:: Saved data entries ::
|---|

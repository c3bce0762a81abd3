//! Minimal Ollama API client.
//!
//! This crate provides a focused client for Ollama's generate API with:
//! - Non-streaming completions via `POST /api/generate`
//! - Full control over decoding options (temperature, nucleus, top-k,
//!   repeat penalties) with safe-bound clamping
//! - JSON output mode and schema-constrained output

use reqwest::header::{HeaderMap, HeaderValue, CONTENT_TYPE};
use serde::{Deserialize, Serialize};
use std::time::Duration;
use thiserror::Error;

const DEFAULT_BASE_URL: &str = "http://localhost:11434";
const DEFAULT_MODEL: &str = "llama3.3:70b";

/// Errors that can occur when using the Ollama client.
#[derive(Debug, Error)]
pub enum Error {
    #[error("Network error: {0}")]
    Network(String),

    #[error("API error (status {status}): {message}")]
    Api { status: u16, message: String },

    #[error("Failed to parse response: {0}")]
    Parse(String),

    #[error("Invalid configuration: {0}")]
    Config(String),
}

/// Ollama API client.
#[derive(Debug, Clone)]
pub struct Ollama {
    client: reqwest::Client,
    base_url: String,
    model: String,
}

impl Ollama {
    /// Create a new client pointed at the given base URL.
    pub fn new(base_url: impl Into<String>) -> Self {
        Self {
            client: reqwest::Client::builder()
                .timeout(Duration::from_secs(240))
                .connect_timeout(Duration::from_secs(30))
                .build()
                .expect("Failed to build HTTP client"),
            base_url: base_url.into(),
            model: DEFAULT_MODEL.to_string(),
        }
    }

    /// Create a client from the OLLAMA_URL and OLLAMA_MODEL environment
    /// variables, falling back to localhost defaults.
    pub fn from_env() -> Self {
        let base_url =
            std::env::var("OLLAMA_URL").unwrap_or_else(|_| DEFAULT_BASE_URL.to_string());
        let mut client = Self::new(base_url);
        if let Ok(model) = std::env::var("OLLAMA_MODEL") {
            client.model = model;
        }
        client
    }

    /// Set the default model for this client.
    pub fn with_model(mut self, model: impl Into<String>) -> Self {
        self.model = model.into();
        self
    }

    /// The model used when a request does not name one.
    pub fn model(&self) -> &str {
        &self.model
    }

    /// Send a generation request and return the full completion.
    pub async fn generate(&self, request: GenerateRequest) -> Result<Completion, Error> {
        let api_request = ApiRequest {
            model: request.model.clone().unwrap_or_else(|| self.model.clone()),
            prompt: request.prompt,
            system: request.system,
            stream: false,
            format: request.format.map(|f| match f {
                Format::Json => serde_json::Value::String("json".to_string()),
                Format::Schema(schema) => schema,
            }),
            options: request.options,
        };

        let response = self
            .client
            .post(format!("{}/api/generate", self.base_url))
            .headers(Self::build_headers())
            .json(&api_request)
            .send()
            .await
            .map_err(|e| Error::Network(e.to_string()))?;

        if !response.status().is_success() {
            let status = response.status().as_u16();
            let body = response.text().await.unwrap_or_default();
            return Err(Error::Api {
                status,
                message: body,
            });
        }

        let api_response: ApiResponse = response
            .json()
            .await
            .map_err(|e| Error::Parse(e.to_string()))?;

        Ok(Completion {
            text: api_response.response,
            total_duration: api_response.total_duration.map(Duration::from_nanos),
            eval_count: api_response.eval_count,
        })
    }

    fn build_headers() -> HeaderMap {
        let mut headers = HeaderMap::new();
        headers.insert(CONTENT_TYPE, HeaderValue::from_static("application/json"));
        headers
    }
}

// ============================================================================
// Public types
// ============================================================================

/// A generation request to send to the backend.
#[derive(Debug, Clone)]
pub struct GenerateRequest {
    pub model: Option<String>,
    pub prompt: String,
    pub system: Option<String>,
    pub format: Option<Format>,
    pub options: Options,
}

impl GenerateRequest {
    /// Create a new request with the given prompt.
    pub fn new(prompt: impl Into<String>) -> Self {
        Self {
            model: None,
            prompt: prompt.into(),
            system: None,
            format: None,
            options: Options::default(),
        }
    }

    pub fn with_model(mut self, model: impl Into<String>) -> Self {
        self.model = Some(model.into());
        self
    }

    pub fn with_system(mut self, system: impl Into<String>) -> Self {
        self.system = Some(system.into());
        self
    }

    pub fn with_format(mut self, format: Format) -> Self {
        self.format = Some(format);
        self
    }

    pub fn with_options(mut self, options: Options) -> Self {
        self.options = options;
        self
    }
}

/// Output format constraint.
#[derive(Debug, Clone)]
pub enum Format {
    /// Ask the backend for syntactically valid JSON.
    Json,
    /// Ask the backend to conform to a JSON Schema.
    Schema(serde_json::Value),
}

/// A completed generation from the backend.
#[derive(Debug, Clone)]
pub struct Completion {
    /// The generated text. May be malformed, truncated, or off-schema;
    /// callers must never assume well-formed output.
    pub text: String,
    /// Wall-clock time the backend spent on this request.
    pub total_duration: Option<Duration>,
    /// Number of tokens evaluated, if reported.
    pub eval_count: Option<u64>,
}

// ============================================================================
// Decoding options
// ============================================================================

/// Safe numeric bounds for decoding parameters. Values outside these ranges
/// produce degenerate sampling on most backends.
pub mod bounds {
    pub const TEMPERATURE: (f32, f32) = (0.0, 2.0);
    pub const TOP_P: (f32, f32) = (0.05, 1.0);
    pub const TOP_K: (u32, u32) = (1, 200);
    pub const MIN_P: (f32, f32) = (0.0, 0.5);
    pub const REPEAT_PENALTY: (f32, f32) = (1.0, 2.0);
    pub const REPEAT_LAST_N: (u32, u32) = (0, 4096);
    pub const PENALTY: (f32, f32) = (-2.0, 2.0);
}

/// Decoding options controlling the backend's sampling distribution.
#[derive(Debug, Clone, PartialEq, Serialize, Deserialize)]
pub struct Options {
    /// Sampling temperature.
    pub temperature: f32,
    /// Nucleus-probability cutoff.
    pub top_p: f32,
    /// Top-k truncation.
    pub top_k: u32,
    /// Minimum-probability floor relative to the top token.
    pub min_p: f32,
    /// Multiplicative penalty applied to recently emitted tokens.
    pub repeat_penalty: f32,
    /// Window of recent tokens the repeat penalty looks at.
    pub repeat_last_n: u32,
    /// Additive penalty for tokens that have appeared at all.
    pub presence_penalty: f32,
    /// Additive penalty scaled by how often a token has appeared.
    pub frequency_penalty: f32,
    /// Maximum number of tokens to generate.
    #[serde(skip_serializing_if = "Option::is_none")]
    pub num_predict: Option<u32>,
    /// Stop sequences.
    #[serde(skip_serializing_if = "Vec::is_empty", default)]
    pub stop: Vec<String>,
}

impl Default for Options {
    fn default() -> Self {
        Self {
            temperature: 0.8,
            top_p: 0.95,
            top_k: 50,
            min_p: 0.0,
            repeat_penalty: 1.1,
            repeat_last_n: 256,
            presence_penalty: 0.0,
            frequency_penalty: 0.0,
            num_predict: None,
            stop: Vec::new(),
        }
    }
}

impl Options {
    /// Deterministic options for schema-constrained structured output.
    pub fn structured() -> Self {
        Self {
            temperature: 0.0,
            top_p: 0.9,
            ..Self::default()
        }
    }

    /// Looser options tuned for first-pass prose drafting.
    pub fn drafting() -> Self {
        Self {
            temperature: 1.3,
            top_p: 0.92,
            top_k: 60,
            repeat_penalty: 1.22,
            repeat_last_n: 300,
            ..Self::default()
        }
    }

    /// Clamp every parameter into its safe bound.
    pub fn clamp(&mut self) {
        self.temperature = self.temperature.clamp(bounds::TEMPERATURE.0, bounds::TEMPERATURE.1);
        self.top_p = self.top_p.clamp(bounds::TOP_P.0, bounds::TOP_P.1);
        self.top_k = self.top_k.clamp(bounds::TOP_K.0, bounds::TOP_K.1);
        self.min_p = self.min_p.clamp(bounds::MIN_P.0, bounds::MIN_P.1);
        self.repeat_penalty = self
            .repeat_penalty
            .clamp(bounds::REPEAT_PENALTY.0, bounds::REPEAT_PENALTY.1);
        self.repeat_last_n = self
            .repeat_last_n
            .clamp(bounds::REPEAT_LAST_N.0, bounds::REPEAT_LAST_N.1);
        self.presence_penalty = self.presence_penalty.clamp(bounds::PENALTY.0, bounds::PENALTY.1);
        self.frequency_penalty = self.frequency_penalty.clamp(bounds::PENALTY.0, bounds::PENALTY.1);
    }

    /// Whether every parameter lies within its safe bound.
    pub fn in_bounds(&self) -> bool {
        let mut clamped = self.clone();
        clamped.clamp();
        clamped == *self
    }
}

// ============================================================================
// Internal API types
// ============================================================================

#[derive(Debug, Serialize)]
struct ApiRequest {
    model: String,
    prompt: String,
    #[serde(skip_serializing_if = "Option::is_none")]
    system: Option<String>,
    stream: bool,
    #[serde(skip_serializing_if = "Option::is_none")]
    format: Option<serde_json::Value>,
    options: Options,
}

#[derive(Debug, Deserialize)]
struct ApiResponse {
    response: String,
    #[serde(default)]
    total_duration: Option<u64>,
    #[serde(default)]
    eval_count: Option<u64>,
}

#[cfg(test)]
mod tests {
    use super::*;

    #[test]
    fn test_client_creation() {
        let client = Ollama::new("http://localhost:11434");
        assert_eq!(client.model(), DEFAULT_MODEL);
    }

    #[test]
    fn test_client_with_model() {
        let client = Ollama::new("http://localhost:11434").with_model("mistral");
        assert_eq!(client.model(), "mistral");
    }

    #[test]
    fn test_request_builder() {
        let request = GenerateRequest::new("Write a story")
            .with_system("You are a novelist")
            .with_format(Format::Json)
            .with_options(Options::structured());

        assert!(request.system.is_some());
        assert!(matches!(request.format, Some(Format::Json)));
        assert_eq!(request.options.temperature, 0.0);
    }

    #[test]
    fn test_options_clamp() {
        let mut options = Options {
            temperature: 5.0,
            top_p: -0.3,
            top_k: 0,
            min_p: 0.9,
            repeat_penalty: 0.1,
            repeat_last_n: 100_000,
            presence_penalty: 7.0,
            frequency_penalty: -7.0,
            ..Options::default()
        };
        options.clamp();

        assert_eq!(options.temperature, bounds::TEMPERATURE.1);
        assert_eq!(options.top_p, bounds::TOP_P.0);
        assert_eq!(options.top_k, bounds::TOP_K.0);
        assert_eq!(options.min_p, bounds::MIN_P.1);
        assert_eq!(options.repeat_penalty, bounds::REPEAT_PENALTY.0);
        assert_eq!(options.repeat_last_n, bounds::REPEAT_LAST_N.1);
        assert_eq!(options.presence_penalty, bounds::PENALTY.1);
        assert_eq!(options.frequency_penalty, bounds::PENALTY.0);
        assert!(options.in_bounds());
    }

    #[test]
    fn test_default_options_in_bounds() {
        assert!(Options::default().in_bounds());
        assert!(Options::structured().in_bounds());
        assert!(Options::drafting().in_bounds());
    }

    #[test]
    fn test_stop_sequences_skipped_when_empty() {
        let serialized = serde_json::to_value(Options::default()).unwrap();
        assert!(serialized.get("stop").is_none());
        assert!(serialized.get("num_predict").is_none());
    }
}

|---|

:: ABOUT THIS EXERCISE ::
The required output is every line above from the one with "let mut options" down to the one with "assert_eq!(options.temperature, bounds::TEMPERATURE.1);", restated word for word, ends included.

:: ANSWER TO THIS PROBLEM ::
        let mut options = Options {
            temperature: 5.0,
            top_p: -0.3,
            top_k: 0,
            min_p: 0.9,
            repeat_penalty: 0.1,
            repeat_last_n: 100_000,
            presence_penalty: 7.0,
            frequency_penalty: -7.0,
            ..Options::default()
        };
        options.clamp();

        assert_eq!(options.temperature, bounds::TEMPERATURE.1);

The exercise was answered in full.